#### [REQUIRED WORK]
Every entry must be printed again exactly, with nothing left out.

*** Opening of AVAILABLE DATA ***

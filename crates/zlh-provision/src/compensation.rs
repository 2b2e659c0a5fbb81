//! Undo actions collected while a provisioning saga runs.

use sea_orm::{DatabaseConnection, EntityTrait};
use zlh_db::entities::instances;
use zlh_model::InstanceId;

use crate::edge::{EdgePublisher, EdgeTarget};
use crate::identifiers::IdentifierAllocator;
use crate::lifecycle::LifecycleDriver;
use crate::ports::PortAllocator;

#[derive(Debug, Clone, PartialEq, Eq)]
pub enum Compensation {
    Unpublish(EdgeTarget),
    DeleteInstanceRecord(InstanceId),
    ReleasePorts(InstanceId),
    DeleteContainer(InstanceId),
    ReleaseIdentifier(InstanceId),
}

impl Compensation {
    /// Execution order; lower runs first.
    pub fn rank(&self) -> u8 {
        match self {
            Compensation::Unpublish(_) => 0,
            Compensation::DeleteInstanceRecord(_) => 1,
            Compensation::ReleasePorts(_) => 2,
            Compensation::DeleteContainer(_) => 3,
            Compensation::ReleaseIdentifier(_) => 4,
        }
    }

    pub fn name(&self) -> &'static str {
        match self {
            Compensation::Unpublish(_) => "unpublish",
            Compensation::DeleteInstanceRecord(_) => "delete_instance_record",
            Compensation::ReleasePorts(_) => "release_ports",
            Compensation::DeleteContainer(_) => "delete_container",
            Compensation::ReleaseIdentifier(_) => "release_identifier",
        }
    }
}

/// The collaborators an undo action may touch.
#[derive(Clone)]
pub struct Compensators {
    pub db: DatabaseConnection,
    pub ids: IdentifierAllocator,
    pub ports: PortAllocator,
    pub driver: LifecycleDriver,
    pub publisher: EdgePublisher,
}

impl Compensators {
    async fn apply(&self, step: &Compensation) -> Result<(), String> {
        match step {
            Compensation::Unpublish(target) => {
                let report = self.publisher.unpublish(target).await;
                match report.failures().count() {
                    0 => Ok(()),
                    n => Err(format!("{n} edge step(s) failed")),
                }
            }
            Compensation::DeleteInstanceRecord(id) => instances::Entity::delete_by_id(*id)
                .exec(&self.db)
                .await
                .map(|_| ())
                .map_err(|e| e.to_string()),
            Compensation::ReleasePorts(id) => self
                .ports
                .release_by_owner(*id)
                .await
                .map(|n| tracing::debug!(instance_id = *id, released = n, "ports released"))
                .map_err(|e| e.to_string()),
            Compensation::DeleteContainer(id) => {
                self.driver.delete(*id).await.map_err(|e| e.to_string())
            }
            Compensation::ReleaseIdentifier(id) => {
                self.ids.release(*id).await.map_err(|e| e.to_string())
            }
        }
    }
}

#[derive(Debug, Default)]
pub struct CompensationList {
    steps: Vec<Compensation>,
}

impl CompensationList {
    /// Registering the same action twice keeps one copy.
    pub fn push(&mut self, step: Compensation) {
        if !self.steps.contains(&step) {
            self.steps.push(step);
        }
    }

    pub fn is_empty(&self) -> bool {
        self.steps.is_empty()
    }

    /// Runs every registered action in rank order. Failures are logged and
    /// never stop the remaining actions. Returns the names that ran.
    pub async fn run(mut self, with: &Compensators) -> Vec<&'static str> {
        self.steps.sort_by_key(Compensation::rank);
        let mut ran = Vec::with_capacity(self.steps.len());
        for step in &self.steps {
            match with.apply(step).await {
                Ok(()) => tracing::info!(step = step.name(), "compensation applied"),
                Err(error) => tracing::warn!(step = step.name(), %error, "compensation failed"),
            }
            ran.push(step.name());
        }
        ran
    }
}

#[cfg(test)]
mod tests {
    use std::sync::Arc;

    use sea_orm::EntityTrait;

    use super::*;
    use crate::testing::{self, EdgeFakes, FakeHypervisor};

    async fn compensators(hv: Arc<FakeHypervisor>) -> Compensators {
        let db = testing::memory_db().await;
        let settings = testing::fast_settings();
        Compensators {
            ids: IdentifierAllocator::new(db.clone(), settings.identifiers.clone(), settings.store_retry),
            ports: PortAllocator::new(db.clone(), settings.store_retry),
            driver: LifecycleDriver::new(hv, settings.hypervisor.clone()),
            publisher: EdgeFakes::default().publisher(&settings),
            db,
        }
    }

    #[tokio::test]
    async fn runs_in_rank_order_regardless_of_registration() {
        let hv = Arc::new(FakeHypervisor::default());
        let c = compensators(hv).await;
        let mut list = CompensationList::default();
        list.push(Compensation::ReleaseIdentifier(5001));
        list.push(Compensation::DeleteContainer(5001));
        list.push(Compensation::ReleasePorts(5001));
        list.push(Compensation::DeleteInstanceRecord(5001));
        list.push(Compensation::ReleasePorts(5001));

        let ran = list.run(&c).await;
        assert_eq!(
            ran,
            vec!["delete_instance_record", "release_ports", "delete_container", "release_identifier"]
        );
    }

    #[tokio::test]
    async fn one_failure_does_not_block_the_rest() {
        let hv = Arc::new(FakeHypervisor::default());
        hv.set_status(5001, "stopped");
        hv.fail_deletes();
        let c = compensators(hv.clone()).await;
        testing::insert_instance(&c.db, 5001, "mc-5001").await;
        c.ports.seed("game", 50000..=50003).await.unwrap();
        c.ports.reserve("game", 2, 5001).await.unwrap();

        let mut list = CompensationList::default();
        list.push(Compensation::DeleteInstanceRecord(5001));
        list.push(Compensation::ReleasePorts(5001));
        list.push(Compensation::DeleteContainer(5001));
        list.push(Compensation::ReleaseIdentifier(5001));
        let ran = list.run(&c).await;

        assert_eq!(ran.len(), 4);
        assert_eq!(hv.count_calls("delete 5001"), 1);
        assert!(c.ports.owned_by(5001).await.unwrap().is_empty());
        assert!(instances::Entity::find_by_id(5001).one(&c.db).await.unwrap().is_none());
    }
}
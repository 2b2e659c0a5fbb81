use sea_orm_migration::prelude::*;

#[derive(DeriveMigrationName)]
pub struct Migration;

#[async_trait::async_trait]
impl MigrationTrait for Migration {
    async fn up(&self, manager: &SchemaManager) -> Result<(), DbErr> {
        manager
            .create_table(
                Table::create()
                    .table(Templates::Table)
                    .if_not_exists()
                    .col(
                        ColumnDef::new(Templates::Slug)
                            .string()
                            .not_null()
                            .primary_key(),
                    )
                    .col(ColumnDef::new(Templates::Class).string().not_null())
                    .col(ColumnDef::new(Templates::Workload).string().not_null())
                    .col(ColumnDef::new(Templates::Variant).string().null())
                    .col(ColumnDef::new(Templates::BaseImageId).integer().not_null())
                    .col(ColumnDef::new(Templates::DefaultCpu).integer().null())
                    .col(ColumnDef::new(Templates::DefaultMemoryMib).integer().null())
                    .col(ColumnDef::new(Templates::DefaultDiskGib).integer().null())
                    .col(ColumnDef::new(Templates::Bridge).string().null())
                    .col(ColumnDef::new(Templates::Storage).string().null())
                    .to_owned(),
            )
            .await?;

        manager
            .create_index(
                Index::create()
                    .name("idx_templates_workload_variant")
                    .table(Templates::Table)
                    .col(Templates::Workload)
                    .col(Templates::Variant)
                    .to_owned(),
            )
            .await
    }

    async fn down(&self, manager: &SchemaManager) -> Result<(), DbErr> {
        manager
            .drop_index(
                Index::drop()
                    .name("idx_templates_workload_variant")
                    .table(Templates::Table)
                    .to_owned(),
            )
            .await?;

        manager
            .drop_table(Table::drop().table(Templates::Table).to_owned())
            .await
    }
}

#[derive(DeriveIden)]
enum Templates {
    Table,
    Slug,
    Class,
    Workload,
    Variant,
    BaseImageId,
    DefaultCpu,
    DefaultMemoryMib,
    DefaultDiskGib,
    Bridge,
    Storage,
}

*** Close of AVAILABLE DATA ***

#### [ANSWER SECTION]
filename crates/zlh-provision/src/compensation.rs
repository 2b2e659c0a5fbb81
//! Undo actions collected while a provisioning saga runs.

use sea_orm::{DatabaseConnection, EntityTrait};
use zlh_db::entities::instances;
use zlh_model::InstanceId;

use crate::edge::{EdgePublisher, EdgeTarget};
use crate::identifiers::IdentifierAllocator;
use crate::lifecycle::LifecycleDriver;
use crate::ports::PortAllocator;

#[derive(Debug, Clone, PartialEq, Eq)]
pub enum Compensation {
    Unpublish(EdgeTarget),
    DeleteInstanceRecord(InstanceId),
    ReleasePorts(InstanceId),
    DeleteContainer(InstanceId),
    ReleaseIdentifier(InstanceId),
}

impl Compensation {
    /// Execution order; lower runs first.
    pub fn rank(&self) -> u8 {
        match self {
            Compensation::Unpublish(_) => 0,
            Compensation::DeleteInstanceRecord(_) => 1,
            Compensation::ReleasePorts(_) => 2,
            Compensation::DeleteContainer(_) => 3,
            Compensation::ReleaseIdentifier(_) => 4,
        }
    }

    pub fn name(&self) -> &'static str {
        match self {
            Compensation::Unpublish(_) => "unpublish",
            Compensation::DeleteInstanceRecord(_) => "delete_instance_record",
            Compensation::ReleasePorts(_) => "release_ports",
            Compensation::DeleteContainer(_) => "delete_container",
            Compensation::ReleaseIdentifier(_) => "release_identifier",
        }
    }
}

/// The collaborators an undo action may touch.
#[derive(Clone)]
pub struct Compensators {
    pub db: DatabaseConnection,
    pub ids: IdentifierAllocator,
    pub ports: PortAllocator,
    pub driver: LifecycleDriver,
    pub publisher: EdgePublisher,
}

impl Compensators {
    async fn apply(&self, step: &Compensation) -> Result<(), String> {
        match step {
            Compensation::Unpublish(target) => {
                let report = self.publisher.unpublish(target).await;
                match report.failures().count() {
                    0 => Ok(()),
                    n => Err(format!("{n} edge step(s) failed")),
                }
            }
            Compensation::DeleteInstanceRecord(id) => instances::Entity::delete_by_id(*id)
                .exec(&self.db)
                .await
                .map(|_| ())
                .map_err(|e| e.to_string()),
            Compensation::ReleasePorts(id) => self
                .ports
                .release_by_owner(*id)
                .await
                .map(|n| tracing::debug!(instance_id = *id, released = n, "ports released"))
                .map_err(|e| e.to_string()),
            Compensation::DeleteContainer(id) => {
                self.driver.delete(*id).await.map_err(|e| e.to_string())
            }
            Compensation::ReleaseIdentifier(id) => {
                self.ids.release(*id).await.map_err(|e| e.to_string())
            }
        }
    }
}

#[derive(Debug, Default)]
pub struct CompensationList {
    steps: Vec<Compensation>,
}

impl CompensationList {
    /// Registering the same action twice keeps one copy.
    pub fn push(&mut self, step: Compensation) {
        if !self.steps.contains(&step) {
            self.steps.push(step);
        }
    }

    pub fn is_empty(&self) -> bool {
        self.steps.is_empty()
    }

    /// Runs every registered action in rank order. Failures are logged and
    /// never stop the remaining actions. Returns the names that ran.
    pub async fn run(mut self, with: &Compensators) -> Vec<&'static str> {
        self.steps.sort_by_key(Compensation::rank);
        let mut ran = Vec::with_capacity(self.steps.len());
        for step in &self.steps {
            match with.apply(step).await {
                Ok(()) => tracing::info!(step = step.name(), "compensation applied"),
                Err(error) => tracing::warn!(step = step.name(), %error, "compensation failed"),
            }
            ran.push(step.name());
        }
        ran
    }
}

#[cfg(test)]
mod tests {
    use std::sync::Arc;

    use sea_orm::EntityTrait;

    use super::*;
    use crate::testing::{self, EdgeFakes, FakeHypervisor};

    async fn compensators(hv: Arc<FakeHypervisor>) -> Compensators {
        let db = testing::memory_db().await;
        let settings = testing::fast_settings();
        Compensators {
            ids: IdentifierAllocator::new(db.clone(), settings.identifiers.clone(), settings.store_retry),
            ports: PortAllocator::new(db.clone(), settings.store_retry),
            driver: LifecycleDriver::new(hv, settings.hypervisor.clone()),
            publisher: EdgeFakes::default().publisher(&settings),
            db,
        }
    }

    #[tokio::test]
    async fn runs_in_rank_order_regardless_of_registration() {
        let hv = Arc::new(FakeHypervisor::default());
        let c = compensators(hv).await;
        let mut list = CompensationList::default();
        list.push(Compensation::ReleaseIdentifier(5001));
        list.push(Compensation::DeleteContainer(5001));
        list.push(Compensation::ReleasePorts(5001));
        list.push(Compensation::DeleteInstanceRecord(5001));
        list.push(Compensation::ReleasePorts(5001));

        let ran = list.run(&c).await;
        assert_eq!(
            ran,
            vec!["delete_instance_record", "release_ports", "delete_container", "release_identifier"]
        );
    }

    #[tokio::test]
    async fn one_failure_does_not_block_the_rest() {
        let hv = Arc::new(FakeHypervisor::default());
        hv.set_status(5001, "stopped");
        hv.fail_deletes();
        let c = compensators(hv.clone()).await;
        testing::insert_instance(&c.db, 5001, "mc-5001").await;
        c.ports.seed("game", 50000..=50003).await.unwrap();
        c.ports.reserve("game", 2, 5001).await.unwrap();

        let mut list = CompensationList::default();
        list.push(Compensation::DeleteInstanceRecord(5001));
        list.push(Compensation::ReleasePorts(5001));
        list.push(Compensation::DeleteContainer(5001));
        list.push(Compensation::ReleaseIdentifier(5001));
        let ran = list.run(&c).await;

        assert_eq!(ran.len(), 4);
        assert_eq!(hv.count_calls("delete 5001"), 1);
        assert!(c.ports.owned_by(5001).await.unwrap().is_empty());
        assert!(instances::Entity::find_by_id(5001).one(&c.db).await.unwrap().is_none());
    }
}
repository 2b2e659c0a5fbb81
use sea_orm_migration::prelude::*;

#[derive(DeriveMigrationName)]
pub struct Migration;

#[async_trait::async_trait]
impl MigrationTrait for Migration {
    async fn up(&self, manager: &SchemaManager) -> Result<(), DbErr> {
        manager
            .create_table(
                Table::create()
                    .table(Templates::Table)
                    .if_not_exists()
                    .col(
                        ColumnDef::new(Templates::Slug)
                            .string()
                            .not_null()
                            .primary_key(),
                    )
                    .col(ColumnDef::new(Templates::Class).string().not_null())
                    .col(ColumnDef::new(Templates::Workload).string().not_null())
                    .col(ColumnDef::new(Templates::Variant).string().null())
                    .col(ColumnDef::new(Templates::BaseImageId).integer().not_null())
                    .col(ColumnDef::new(Templates::DefaultCpu).integer().null())
                    .col(ColumnDef::new(Templates::DefaultMemoryMib).integer().null())
                    .col(ColumnDef::new(Templates::DefaultDiskGib).integer().null())
                    .col(ColumnDef::new(Templates::Bridge).string().null())
                    .col(ColumnDef::new(Templates::Storage).string().null())
                    .to_owned(),
            )
            .await?;

        manager
            .create_index(
                Index::create()
                    .name("idx_templates_workload_variant")
                    .table(Templates::Table)
                    .col(Templates::Workload)
                    .col(Templates::Variant)
                    .to_owned(),
            )
            .await
    }

    async fn down(&self, manager: &SchemaManager) -> Result<(), DbErr> {
        manager
            .drop_index(
                Index::drop()
                    .name("idx_templates_workload_variant")
                    .table(Templates::Table)
                    .to_owned(),
            )
            .await?;

        manager
            .drop_table(Table::drop().table(Templates::Table).to_owned())
            .await
    }
}

#[derive(DeriveIden)]
enum Templates {
    Table,
    Slug,
    Class,
    Workload,
    Variant,
    BaseImageId,
    DefaultCpu,
    DefaultMemoryMib,
    DefaultDiskGib,
    Bridge,
    Storage,
}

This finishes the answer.